Sfilano i primi testimoni in Corte d’Assise a Chieti nel processo per l’omicidio Giammarino a Penne. Presente in aula l’imputato Mirko Giancaterino
L’80enne ex maresciallo dell’Aeronautica Gabriele Giammarino venne ucciso nella sua abitazione di Penne con pugni e 26 coltellate il 13 settembre del 2015. Unico imputato è il 38enne Mirko Giancaterino di Penne (nella foto), assistito dall’avvocato Melania Navelli e accusato di omicidio volontario aggravato dalla crudeltà per aver dato fuoco al materasso che copriva il corpo della vittima e incendio.
La Corte (presidente Geremia Spiniello, a latere Isabella Allieri) ha ascoltato la testimonianza del maggiore dei carabinieri Massimiliano Di Pietro, i vigili del fuoco che intervennero nell’abitazione, il medico legale Cristian D’Ovidio che effettuò l’autopsia e la convivente della vittima l’austriaca Petra Rosner.

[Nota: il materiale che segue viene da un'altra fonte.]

//! Reminder operations.
//!
//! A reminder is pending until completed or skipped. Recurring reminders
//! spawn the next pending instance at `due + interval * frequency` when
//! they leave the pending state.

use chrono::{DateTime, Duration, Utc};
use sqlx::PgPool;
use uuid::Uuid;

use crate::error::{DatabaseError, Result};
use crate::models::Reminder;

const REMINDER_COLUMNS: &str = "id, user_id, plant_id, kind, due_date, frequency, \
     interval_unit, completed, skipped, created_at";

/// Fields to insert for a new reminder.
#[derive(Debug, Clone)]
pub struct NewReminder {
    pub user_id: Uuid,
    pub plant_id: Uuid,
    pub kind: String,
    pub due_date: DateTime<Utc>,
    pub frequency: Option<i32>,
    pub interval_unit: Option<String>,
}

/// Insert a reminder and return it.
pub async fn create_reminder(pool: &PgPool, new: &NewReminder) -> Result<Reminder> {
    let reminder = sqlx::query_as::<_, Reminder>(&format!(
        r#"
        INSERT INTO reminders (user_id, plant_id, kind, due_date, frequency, interval_unit)
        VALUES ($1, $2, $3, $4, $5, $6)
        RETURNING {REMINDER_COLUMNS}
        "#
    ))
    .bind(new.user_id)
    .bind(new.plant_id)
    .bind(&new.kind)
    .bind(new.due_date)
    .bind(new.frequency)
    .bind(&new.interval_unit)
    .fetch_one(pool)
    .await?;

    Ok(reminder)
}

/// Pending reminders for a user, soonest first.
pub async fn pending_reminders(pool: &PgPool, user_id: Uuid) -> Result<Vec<Reminder>> {
    let reminders = sqlx::query_as::<_, Reminder>(&format!(
        r#"
        SELECT {REMINDER_COLUMNS}
        FROM reminders
        WHERE user_id = $1 AND completed = false AND skipped = false
        ORDER BY due_date
        "#
    ))
    .bind(user_id)
    .fetch_all(pool)
    .await?;

    Ok(reminders)
}

/// Mark a reminder completed. Returns the spawned follow-up for recurring
/// reminders.
pub async fn complete_reminder(
    pool: &PgPool,
    user_id: Uuid,
    reminder_id: Uuid,
) -> Result<Option<Reminder>> {
    close_reminder(pool, user_id, reminder_id, true).await
}

/// Mark a reminder skipped. Returns the spawned follow-up for recurring
/// reminders.
pub async fn skip_reminder(
    pool: &PgPool,
    user_id: Uuid,
    reminder_id: Uuid,
) -> Result<Option<Reminder>> {
    close_reminder(pool, user_id, reminder_id, false).await
}

async fn close_reminder(
    pool: &PgPool,
    user_id: Uuid,
    reminder_id: Uuid,
    completed: bool,
) -> Result<Option<Reminder>> {
    let mut tx = pool.begin().await?;

    let reminder = sqlx::query_as::<_, Reminder>(&format!(
        r#"
        UPDATE reminders
        SET completed = $3, skipped = $4
        WHERE id = $1 AND user_id = $2 AND completed = false AND skipped = false
        RETURNING {REMINDER_COLUMNS}
        "#
    ))
    .bind(reminder_id)
    .bind(user_id)
    .bind(completed)
    .bind(!completed)
    .fetch_optional(&mut *tx)
    .await?
    .ok_or_else(|| DatabaseError::NotFound {
        entity: "Reminder",
        id: reminder_id.to_string(),
    })?;

    let follow_up = match next_due(&reminder) {
        Some(due) => {
            let spawned = sqlx::query_as::<_, Reminder>(&format!(
                r#"
                INSERT INTO reminders (user_id, plant_id, kind, due_date, frequency, interval_unit)
                VALUES ($1, $2, $3, $4, $5, $6)
                RETURNING {REMINDER_COLUMNS}
                "#
            ))
            .bind(reminder.user_id)
            .bind(reminder.plant_id)
            .bind(&reminder.kind)
            .bind(due)
            .bind(reminder.frequency)
            .bind(&reminder.interval_unit)
            .fetch_one(&mut *tx)
            .await?;
            Some(spawned)
        }
        None => None,
    };

    tx.commit().await?;
    Ok(follow_up)
}

/// The next due date for a recurring reminder, `None` for one-shots.
fn next_due(reminder: &Reminder) -> Option<DateTime<Utc>> {
    let frequency = reminder.frequency?;
    let unit = reminder.interval_unit.as_deref()?;
    if frequency <= 0 {
        return None;
    }

    let step = match unit {
        "day" => Duration::days(frequency as i64),
        "week" => Duration::weeks(frequency as i64),
        "month" => Duration::days(30 * frequency as i64),
        _ => return None,
    };

    Some(reminder.due_date + step)
}

#[cfg(test)]
mod tests {
    use super::*;
    use crate::models::SubscriptionTier;
    use crate::plant::{create_plant, NewPlant};
    use crate::user;

    async fn seeded_reminder(pool: &PgPool, frequency: Option<i32>) -> Reminder {
        let owner = user::test_user(SubscriptionTier::Free);
        user::create_user(pool, &owner).await.unwrap();
        let plant = create_plant(
            pool,
            &NewPlant {
                user_id: owner.id,
                species_id: None,
                nickname: None,
                location_in_home: "office".to_string(),
                light_exposure: "bright".to_string(),
                watering_frequency_days: 7,
            },
        )
        .await
        .unwrap();

        create_reminder(
            pool,
            &NewReminder {
                user_id: owner.id,
                plant_id: plant.id,
                kind: "water".to_string(),
                due_date: Utc::now(),
                frequency,
                interval_unit: frequency.map(|_| "week".to_string()),
            },
        )
        .await
        .unwrap()
    }

    #[sqlx::test]
    async fn test_one_shot_completion_spawns_nothing(pool: PgPool) {
        let reminder = seeded_reminder(&pool, None).await;

        let follow_up = complete_reminder(&pool, reminder.user_id, reminder.id)
            .await
            .unwrap();
        assert!(follow_up.is_none());
        assert!(pending_reminders(&pool, reminder.user_id).await.unwrap().is_empty());
    }

    #[sqlx::test]
    async fn test_recurring_completion_spawns_follow_up(pool: PgPool) {
        let reminder = seeded_reminder(&pool, Some(2)).await;

        let follow_up = complete_reminder(&pool, reminder.user_id, reminder.id)
            .await
            .unwrap()
            .expect("recurring reminder should spawn a follow-up");
        assert_eq!(follow_up.due_date, reminder.due_date + Duration::weeks(2));
        assert!(!follow_up.completed);

        let pending = pending_reminders(&pool, reminder.user_id).await.unwrap();
        assert_eq!(pending.len(), 1);
        assert_eq!(pending[0].id, follow_up.id);
    }

    #[sqlx::test]
    async fn test_skip_also_recurs(pool: PgPool) {
        let reminder = seeded_reminder(&pool, Some(1)).await;
        let follow_up = skip_reminder(&pool, reminder.user_id, reminder.id)
            .await
            .unwrap();
        assert!(follow_up.is_some());
    }

    #[sqlx::test]
    async fn test_double_completion_rejected(pool: PgPool) {
        let reminder = seeded_reminder(&pool, None).await;
        complete_reminder(&pool, reminder.user_id, reminder.id).await.unwrap();

        let result = complete_reminder(&pool, reminder.user_id, reminder.id).await;
        assert!(matches!(result, Err(DatabaseError::NotFound { .. })));
    }
}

LA RICOSTRUZIONE DEL DELITTO Giammarino venne colpito alla faccia e al cranio con un’arma da punta e taglio 23 volte, ma aveva anche due ferite da difesa passiva al polso sinistro e una da difesa attiva alla mano destra perchè avrebbe cercato di afferrare ca lama che teneva in mano l’assassino. Pur colpito brutalmente, l’ex maresciallo era ancora vivo quando venne appiccato l’incendio: tant’è che la causa della morte accertata dal medico legale Cristian D’Ovidio in sede di autopsia, è asfissia per avere inalato fuliggine a temperatura elevatissima che raggiunse i polmoni. A collocare nei pressi nel luogo dell’omicidio Giancaterino ci sono le immagini della telecamera di videosorveglianza di una tabaccheria che riprendono una persona, identificata dal carabinieri in Giancaterino: l’uomo che viene ripreso una prima volta alle 6.45 quando si ferma al distributore di sigarette e poi alle 7.21 mentre si allontana di corsa proveniente dalla direzione in cui si trova la casa di Giammarino. La stessa persona che una badante rumena, che abitava al piano di sotto, dice ai carabinieri dice di aver visto allontanarsi della casa di Giammarino quel mattino subito dopo aver sentito un gran trambusto. La Rosner, nel corso di una seconda perquisizione effettuata nella loro abitazione, indicò ai carabinieri le scarpe, nascoste dietro un cespuglio, sulle quali è stata trovata una macchia di sangue della vittima, e consegnò loro anche gli abiti del compagno, fra i quali pantaloni di una tuta macchiati di sangue sempre della vittima, sequestrati assieme ad un coltello. Mentre in una prima perquisizione erano stati sequestrati un pugnale ed altri indumenti fra i quali un berretto, una maglia e un paio di pantaloni.